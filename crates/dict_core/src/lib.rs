//! Harvester core: pure domain types and job arithmetic, no IO.
mod job;
mod query;
mod result;

pub use job::{JobSpec, JobSpecError, DEFAULT_JOB_SIZE};
pub use query::{definition_query_url, SEARCH_ENDPOINT};
pub use result::{DefinitionResult, ResultMap};
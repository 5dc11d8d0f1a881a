//! Harvester engine: the fetch, decode, extract, and persist IO pipeline.
mod decode;
mod extract;
mod fetch;
mod persist;
mod runner;
mod store;
mod types;
mod words;

pub use decode::{decode_page, DecodeError, DecodedPage};
pub use extract::{
    DefinitionExtractor, ExtractedDefinition, MarkedListExtractor, DEFINITION_MARKER_CLASS,
};
pub use fetch::{FetchSettings, PageFetcher, ReqwestPageFetcher, USER_AGENT};
pub use persist::{ensure_output_dir, PersistError, SnapshotWriter};
pub use runner::{
    FixedDelayPacer, JobError, JobRunner, JobSummary, NoDelayPacer, Pacer, SkippedWord,
    DEFAULT_PACING_DELAY,
};
pub use store::{job_output_filename, ResultStore};
pub use types::{FailureKind, FetchError, FetchMetadata, FetchOutput, WordFailure};
pub use words::{load_word_list, WordListError};
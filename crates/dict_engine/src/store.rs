use std::path::{Path, PathBuf};

use dict_core::{DefinitionResult, ResultMap};

use crate::persist::{PersistError, SnapshotWriter};

/// Deterministic output filename for a job number. Distinct job numbers
/// write distinct files, so concurrent processes on different jobs cannot
/// collide.
pub fn job_output_filename(job_number: u32) -> String {
    format!("definitions_job_{job_number}.json")
}

/// Accumulates one job's results and mirrors every insertion to disk.
///
/// The whole map is rewritten after each [`ResultStore::record`], so the
/// file always holds a complete, parseable snapshot of everything recorded
/// so far; a process killed mid-job loses at most the in-flight word.
pub struct ResultStore {
    results: ResultMap,
    writer: SnapshotWriter,
    filename: String,
    path: PathBuf,
}

impl ResultStore {
    pub fn new(output_dir: PathBuf, job_number: u32) -> Self {
        let filename = job_output_filename(job_number);
        let path = output_dir.join(&filename);
        Self {
            results: ResultMap::new(),
            writer: SnapshotWriter::new(output_dir),
            filename,
            path,
        }
    }

    /// Inserts the result under its word, replacing any earlier entry for
    /// the same word, then persists the updated snapshot.
    pub fn record(&mut self, result: DefinitionResult) -> Result<(), PersistError> {
        self.results.insert(result.word.clone(), result);
        self.writer.write_json(&self.filename, &self.results)?;
        Ok(())
    }

    pub fn len(&self) -> usize {
        self.results.len()
    }

    pub fn is_empty(&self) -> bool {
        self.results.is_empty()
    }

    pub fn contains(&self, word: &str) -> bool {
        self.results.contains_key(word)
    }

    /// Path of the snapshot file this store writes.
    pub fn output_path(&self) -> &Path {
        &self.path
    }
}
use std::fmt;

use crate::decode::DecodeError;

/// Raw bytes of one fetched page plus what the transport reported about it.
#[derive(Debug, Clone, PartialEq, Eq)]
pub struct FetchOutput {
    pub bytes: Vec<u8>,
    pub metadata: FetchMetadata,
}

#[derive(Debug, Clone, PartialEq, Eq)]
pub struct FetchMetadata {
    pub url: String,
    pub status: u16,
    pub content_type: Option<String>,
    pub byte_len: u64,
}

#[derive(Debug, Clone, PartialEq, Eq)]
pub struct FetchError {
    pub kind: FailureKind,
    pub message: String,
}

impl FetchError {
    pub(crate) fn new(kind: FailureKind, message: impl Into<String>) -> Self {
        Self {
            kind,
            message: message.into(),
        }
    }
}

impl fmt::Display for FetchError {
    fn fmt(&self, f: &mut fmt::Formatter<'_>) -> fmt::Result {
        write!(f, "{} ({})", self.kind, self.message)
    }
}

impl std::error::Error for FetchError {}

#[derive(Debug, Clone, PartialEq, Eq)]
pub enum FailureKind {
    /// Definitive non-success answer from the remote; never retried.
    HttpStatus(u16),
    Timeout,
    TooLarge { max_bytes: u64, actual: Option<u64> },
    UnsupportedContentType { content_type: String },
    Network,
}

impl fmt::Display for FailureKind {
    fn fmt(&self, f: &mut fmt::Formatter<'_>) -> fmt::Result {
        match self {
            FailureKind::HttpStatus(code) => write!(f, "http status {code}"),
            FailureKind::Timeout => write!(f, "timeout"),
            FailureKind::TooLarge { max_bytes, actual } => {
                write!(f, "response too large (max {max_bytes}, actual {actual:?})")
            }
            FailureKind::UnsupportedContentType { content_type } => {
                write!(f, "unsupported content type {content_type}")
            }
            FailureKind::Network => write!(f, "network error"),
        }
    }
}

/// Why one word was given up on. The job itself keeps going.
#[derive(Debug, Clone, PartialEq, Eq)]
pub enum WordFailure {
    Fetch(FetchError),
    Decode(DecodeError),
}

impl fmt::Display for WordFailure {
    fn fmt(&self, f: &mut fmt::Formatter<'_>) -> fmt::Result {
        match self {
            WordFailure::Fetch(err) => write!(f, "fetch failed: {err}"),
            WordFailure::Decode(err) => write!(f, "decode failed: {err}"),
        }
    }
}
use std::collections::BTreeMap;

use serde::{Deserialize, Serialize};

/// One harvested definition.
///
/// The field names are the persisted JSON shape; downstream consumers decode
/// the per-job output files into a map of these.
#[derive(Debug, Clone, PartialEq, Eq, Serialize, Deserialize)]
pub struct DefinitionResult {
    /// Absolute position of the word in the full word list.
    pub id: usize,
    /// The word this definition was harvested for.
    pub word: String,
    /// Extracted definition markup; empty when the page carried none.
    pub html: String,
}

impl DefinitionResult {
    pub fn new(id: usize, word: impl Into<String>, html: impl Into<String>) -> Self {
        Self {
            id,
            word: word.into(),
            html: html.into(),
        }
    }
}

/// All results accumulated within one job, keyed by word.
///
/// Keys are unique; recording a word twice keeps only the newest value.
/// A `BTreeMap` keeps every serialized snapshot in one canonical order.
pub type ResultMap = BTreeMap<String, DefinitionResult>;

———

Reproduce the whole listing above exactly.

filename crates/dict_core/src/lib.rs
//! Harvester core: pure domain types and job arithmetic, no IO.
mod job;
mod query;
mod result;

pub use job::{JobSpec, JobSpecError, DEFAULT_JOB_SIZE};
pub use query::{definition_query_url, SEARCH_ENDPOINT};
pub use result::{DefinitionResult, ResultMap};
repository 5dc11d8d0f1a881a
//! Harvester engine: the fetch, decode, extract, and persist IO pipeline.
mod decode;
mod extract;
mod fetch;
mod persist;
mod runner;
mod store;
mod types;
mod words;

pub use decode::{decode_page, DecodeError, DecodedPage};
pub use extract::{
    DefinitionExtractor, ExtractedDefinition, MarkedListExtractor, DEFINITION_MARKER_CLASS,
};
pub use fetch::{FetchSettings, PageFetcher, ReqwestPageFetcher, USER_AGENT};
pub use persist::{ensure_output_dir, PersistError, SnapshotWriter};
pub use runner::{
    FixedDelayPacer, JobError, JobRunner, JobSummary, NoDelayPacer, Pacer, SkippedWord,
    DEFAULT_PACING_DELAY,
};
pub use store::{job_output_filename, ResultStore};
pub use types::{FailureKind, FetchError, FetchMetadata, FetchOutput, WordFailure};
pub use words::{load_word_list, WordListError};
filename crates/dict_engine/src/store.rs
use std::path::{Path, PathBuf};

use dict_core::{DefinitionResult, ResultMap};

use crate::persist::{PersistError, SnapshotWriter};

/// Deterministic output filename for a job number. Distinct job numbers
/// write distinct files, so concurrent processes on different jobs cannot
/// collide.
pub fn job_output_filename(job_number: u32) -> String {
    format!("definitions_job_{job_number}.json")
}

/// Accumulates one job's results and mirrors every insertion to disk.
///
/// The whole map is rewritten after each [`ResultStore::record`], so the
/// file always holds a complete, parseable snapshot of everything recorded
/// so far; a process killed mid-job loses at most the in-flight word.
pub struct ResultStore {
    results: ResultMap,
    writer: SnapshotWriter,
    filename: String,
    path: PathBuf,
}

impl ResultStore {
    pub fn new(output_dir: PathBuf, job_number: u32) -> Self {
        let filename = job_output_filename(job_number);
        let path = output_dir.join(&filename);
        Self {
            results: ResultMap::new(),
            writer: SnapshotWriter::new(output_dir),
            filename,
            path,
        }
    }

    /// Inserts the result under its word, replacing any earlier entry for
    /// the same word, then persists the updated snapshot.
    pub fn record(&mut self, result: DefinitionResult) -> Result<(), PersistError> {
        self.results.insert(result.word.clone(), result);
        self.writer.write_json(&self.filename, &self.results)?;
        Ok(())
    }

    pub fn len(&self) -> usize {
        self.results.len()
    }

    pub fn is_empty(&self) -> bool {
        self.results.is_empty()
    }

    pub fn contains(&self, word: &str) -> bool {
        self.results.contains_key(word)
    }

    /// Path of the snapshot file this store writes.
    pub fn output_path(&self) -> &Path {
        &self.path
    }
}
use std::fmt;

use crate::decode::DecodeError;

/// Raw bytes of one fetched page plus what the transport reported about it.
#[derive(Debug, Clone, PartialEq, Eq)]
pub struct FetchOutput {
    pub bytes: Vec<u8>,
    pub metadata: FetchMetadata,
}

#[derive(Debug, Clone, PartialEq, Eq)]
pub struct FetchMetadata {
    pub url: String,
    pub status: u16,
    pub content_type: Option<String>,
    pub byte_len: u64,
}

#[derive(Debug, Clone, PartialEq, Eq)]
pub struct FetchError {
    pub kind: FailureKind,
    pub message: String,
}

impl FetchError {
    pub(crate) fn new(kind: FailureKind, message: impl Into<String>) -> Self {
        Self {
            kind,
            message: message.into(),
        }
    }
}

impl fmt::Display for FetchError {
    fn fmt(&self, f: &mut fmt::Formatter<'_>) -> fmt::Result {
        write!(f, "{} ({})", self.kind, self.message)
    }
}

impl std::error::Error for FetchError {}

#[derive(Debug, Clone, PartialEq, Eq)]
pub enum FailureKind {
    /// Definitive non-success answer from the remote; never retried.
    HttpStatus(u16),
    Timeout,
    TooLarge { max_bytes: u64, actual: Option<u64> },
    UnsupportedContentType { content_type: String },
    Network,
}

impl fmt::Display for FailureKind {
    fn fmt(&self, f: &mut fmt::Formatter<'_>) -> fmt::Result {
        match self {
            FailureKind::HttpStatus(code) => write!(f, "http status {code}"),
            FailureKind::Timeout => write!(f, "timeout"),
            FailureKind::TooLarge { max_bytes, actual } => {
                write!(f, "response too large (max {max_bytes}, actual {actual:?})")
            }
            FailureKind::UnsupportedContentType { content_type } => {
                write!(f, "unsupported content type {content_type}")
            }
            FailureKind::Network => write!(f, "network error"),
        }
    }
}

/// Why one word was given up on. The job itself keeps going.
#[derive(Debug, Clone, PartialEq, Eq)]
pub enum WordFailure {
    Fetch(FetchError),
    Decode(DecodeError),
}

impl fmt::Display for WordFailure {
    fn fmt(&self, f: &mut fmt::Formatter<'_>) -> fmt::Result {
        match self {
            WordFailure::Fetch(err) => write!(f, "fetch failed: {err}"),
            WordFailure::Decode(err) => write!(f, "decode failed: {err}"),
        }
    }
}
use std::collections::BTreeMap;

use serde::{Deserialize, Serialize};

/// One harvested definition.
///
/// The field names are the persisted JSON shape; downstream consumers decode
/// the per-job output files into a map of these.
#[derive(Debug, Clone, PartialEq, Eq, Serialize, Deserialize)]
pub struct DefinitionResult {
    /// Absolute position of the word in the full word list.
    pub id: usize,
    /// The word this definition was harvested for.
    pub word: String,
    /// Extracted definition markup; empty when the page carried none.
    pub html: String,
}

impl DefinitionResult {
    pub fn new(id: usize, word: impl Into<String>, html: impl Into<String>) -> Self {
        Self {
            id,
            word: word.into(),
            html: html.into(),
        }
    }
}

/// All results accumulated within one job, keyed by word.
///
/// Keys are unique; recording a word twice keeps only the newest value.
/// A `BTreeMap` keeps every serialized snapshot in one canonical order.
pub type ResultMap = BTreeMap<String, DefinitionResult>;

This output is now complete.